Hugging Face Download Speed Solutions | Generated by AI
Your issue is very typical for people in mainland China (especially South China like Guangzhou) when downloading large files from Hugging Face.
Why without proxy → extremely slow (~200–300 KB/s)
- Even though you are using hf-mirror.com (the official Chinese mirror run by HF + 01.AI), the actual large parquet files of FineWeb are not cached inside China.
- hf-mirror.com only redirects you to the global CDN (now using xet-bridge on AWS us-east-1).
- From Guangzhou without proxy → your traffic goes through international gateways (China Telecom/Unicom/Mobile backbone → US AWS), and large-file downloads are heavily throttled or QoS-limited. 2 GB files easily drop to < 500 KB/s, sometimes even 100 KB/s.
Why with Clash proxy → suddenly very fast (often 20–100 MB/s)
- Your Clash is almost certainly using a Hong Kong, Taiwan, Japan, Singapore, or Korea node (very common for Guangzhou users).
- These nodes have:
- Direct peering or very good connectivity to AWS us-east-1 (or Cloudflare that HF also uses)

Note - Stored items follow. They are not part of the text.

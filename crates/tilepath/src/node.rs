use std::ops::{Index, IndexMut};

use tilepath_core::{Point, Range};

/// Sentinel parent index meaning "no parent".
pub(crate) const NO_PARENT: usize = usize::MAX;

/// Where a node currently sits in the search.
///
/// Transitions: `Unvisited -> Open -> Closed`, and through relaxation
/// `Open -> Open` or `Closed -> Open`.
#[derive(Debug, Clone, Copy, PartialEq, Eq)]
pub(crate) enum NodeState {
    Unvisited,
    Open,
    Closed,
}

/// Per-cell search bookkeeping.
#[derive(Debug, Clone)]
pub(crate) struct Node {
    pub(crate) cost: f32,
    pub(crate) heuristic: f32,
    pub(crate) parent: usize,
    pub(crate) depth: u32,
    pub(crate) state: NodeState,
    /// Sequence number of the heap entry that currently represents this node.
    pub(crate) seq: u64,
}

impl Node {
    #[inline]
    pub(crate) fn total(&self) -> f32 {
        self.cost + self.heuristic
    }

    #[inline]
    pub(crate) fn has_parent(&self) -> bool {
        self.parent != NO_PARENT
    }
}

impl Default for Node {
    fn default() -> Self {
        Self {
            cost: f32::INFINITY,
            heuristic: 0.0,
            parent: NO_PARENT,
            depth: 0,
            state: NodeState::Unvisited,
            seq: 0,
        }
    }
}

/// One [`Node`] per map cell, stored row-major.
pub(crate) struct NodeTable {
    rng: Range,
    width: usize,
    nodes: Vec<Node>,
}

impl NodeTable {
    pub(crate) fn new(rng: Range) -> Self {
        Self {
            rng,
            width: rng.width().max(0) as usize,
            nodes: vec![Node::default(); rng.len()],
        }
    }

    #[inline]
    pub(crate) fn range(&self) -> Range {
        self.rng
    }

    /// Return every node to the unvisited state.
    pub(crate) fn reset(&mut self) {
        self.nodes.fill(Node::default());
    }

    /// Resize the table if the map bounds changed since it was allocated.
    pub(crate) fn ensure_range(&mut self, rng: Range) {
        if rng == self.rng {
            return;
        }
        log::debug!("node table resized from {} to {}", self.rng, rng);
        *self = Self::new(rng);
    }

    /// Flat index of `p`, or `None` if it lies outside the table.
    #[inline]
    pub(crate) fn idx(&self, p: Point) -> Option<usize> {
        if !self.rng.contains(p) {
            return None;
        }
        let x = (p.x - self.rng.min.x) as usize;
        let y = (p.y - self.rng.min.y) as usize;
        Some(y * self.width + x)
    }

    /// Convert a flat index back to a `Point`.
    #[inline]
    pub(crate) fn point(&self, idx: usize) -> Point {
        let x = (idx % self.width) as i32 + self.rng.min.x;
        let y = (idx / self.width) as i32 + self.rng.min.y;
        Point::new(x, y)
    }

    /// Seed the start node: zero cost, no parent, depth zero.
    pub(crate) fn seed(&mut self, idx: usize, heuristic: f32) {
        let n = &mut self.nodes[idx];
        n.cost = 0.0;
        n.heuristic = heuristic;
        n.parent = NO_PARENT;
        n.depth = 0;
    }

    /// Record a better route to `idx` through `parent` and return the new
    /// depth. The caller is responsible for placing the node in the open set.
    pub(crate) fn relax(&mut self, idx: usize, parent: usize, cost: f32, heuristic: f32) -> u32 {
        let depth = self.nodes[parent].depth + 1;
        let n = &mut self.nodes[idx];
        n.cost = cost;
        n.heuristic = heuristic;
        n.parent = parent;
        n.depth = depth;
        depth
    }

    /// Drop `idx` from whichever set holds it so it can be re-opened.
    #[inline]
    pub(crate) fn evict(&mut self, idx: usize) -> NodeState {
        std::mem::replace(&mut self.nodes[idx].state, NodeState::Unvisited)
    }

    #[inline]
    pub(crate) fn close(&mut self, idx: usize) {
        debug_assert_eq!(self.nodes[idx].state, NodeState::Open);
        self.nodes[idx].state = NodeState::Closed;
    }

    /// Walk parent links from `idx` back to the root, yielding points from
    /// `idx` first.
    pub(crate) fn ancestry(&self, idx: usize) -> impl Iterator<Item = Point> + '_ {
        std::iter::successors(Some(idx), move |&i| {
            let parent = self.nodes[i].parent;
            (parent != NO_PARENT).then_some(parent)
        })
        .map(move |i| self.point(i))
    }
}

impl Index<usize> for NodeTable {
    type Output = Node;

    #[inline]
    fn index(&self, idx: usize) -> &Node {
        &self.nodes[idx]
    }
}

impl IndexMut<usize> for NodeTable {
    #[inline]
    fn index_mut(&mut self, idx: usize) -> &mut Node {
        &mut self.nodes[idx]
    }
}

#[cfg(test)]
mod tests {
    use super::*;

    #[test]
    fn idx_round_trip_and_bounds() {
        let t = NodeTable::new(Range::with_size(4, 3));
        let p = Point::new(3, 2);
        let i = t.idx(p).unwrap();
        assert_eq!(i, 11);
        assert_eq!(t.point(i), p);
        assert_eq!(t.idx(Point::new(4, 0)), None);
        assert_eq!(t.idx(Point::new(0, 3)), None);
        assert_eq!(t.idx(Point::new(-1, 0)), None);
    }

    #[test]
    fn reset_clears_everything() {
        let mut t = NodeTable::new(Range::with_size(3, 3));
        t.seed(0, 2.0);
        t.relax(1, 0, 1.0, 1.0);
        t[1].state = NodeState::Closed;
        t.reset();
        for i in 0..9 {
            assert!(t[i].cost.is_infinite());
            assert!(!t[i].has_parent());
            assert_eq!(t[i].depth, 0);
            assert_eq!(t[i].state, NodeState::Unvisited);
        }
    }

    #[test]
    fn relax_tracks_depth_through_parent() {
        let mut t = NodeTable::new(Range::with_size(3, 1));
        t.seed(0, 0.0);
        assert_eq!(t.relax(1, 0, 1.0, 0.0), 1);
        assert_eq!(t.relax(2, 1, 2.0, 0.0), 2);
        assert_eq!(t[2].total(), 2.0);
        let chain: Vec<Point> = t.ancestry(2).collect();
        assert_eq!(chain, vec![Point::new(2, 0), Point::new(1, 0), Point::new(0, 0)]);
    }

    #[test]
    fn evict_returns_previous_state() {
        let mut t = NodeTable::new(Range::with_size(2, 2));
        t[3].state = NodeState::Open;
        t.close(3);
        assert_eq!(t.evict(3), NodeState::Closed);
        assert_eq!(t[3].state, NodeState::Unvisited);
    }

    #[test]
    fn ensure_range_reallocates_on_change() {
        let mut t = NodeTable::new(Range::with_size(2, 2));
        t.ensure_range(Range::with_size(2, 2));
        assert_eq!(t.nodes.len(), 4);
        t.ensure_range(Range::with_size(5, 4));
        assert_eq!(t.nodes.len(), 20);
        assert_eq!(t.range(), Range::with_size(5, 4));
        assert_eq!(t.idx(Point::new(4, 3)), Some(19));
    }
}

- No GFW throttling on outbound traffic
- Much higher bandwidth
- So even though you are “detouring” through the proxy, the actual path is much faster than the direct international exit from mainland China.
In short
Direct (even via hf-mirror.com) from Guangzhou → slow because the real storage is still in the US, and China → US bandwidth for big files is terrible in 2025.
Clash proxy (HK/TW/JP/SG node) → fast because those nodes have excellent connectivity to US AWS.
Recommended solutions (from fastest to slowest)
-
Keep using Clash (or v2rayN, Surge, etc.) with a low-latency HK/TW/JP node — this is currently the fastest way in mainland China for FineWeb, RedPajama, The Stack, etc.
- Use HF’s official accelerated endpoint in China (works without any proxy for many people in 2024-2025):
export HF_ENDPOINT=https://hf-mirror.comThen use huggingface-cli or datasets library directly (not wget). Many users in China report 50–200 MB/s this way now because HF has started caching more shards on Aliyun/ Tencent Cloud in 2025.
- Use FastGit + hugger or openi/pkulaw mirrors (some shards are cached in China):
Example:
pip install hugger hugger download HuggingFaceFW/fineweb --revision main --include "CC-MAIN-2013-20/*.parquet" - Keep wget + hf-mirror.com but force it through your Clash proxy (what you are already doing).
Quick one-liner to download any FineWeb shard fast from Guangzhou
# Set Clash HTTP proxy (port usually 7890)
export https_proxy=http://127.0.0.1:7890
# Then use aria2 (much faster + resume than wget)
aria2c -x16 -s16 -k1M "https://hf-mirror.com/datasets/HuggingFaceFW/fineweb/resolve/main/data/CC-MAIN-2013-20/000_00000.parquet"
You’ll easily get 30–100 MB/s depending on your proxy node.
So bottom line: in mainland China in 2025, for >1 GB files on Hugging Face, using a HK/TW/JP proxy is still almost always faster than direct connection, even when using hf-mirror.com. This is just the reality of international bandwidth from China right now.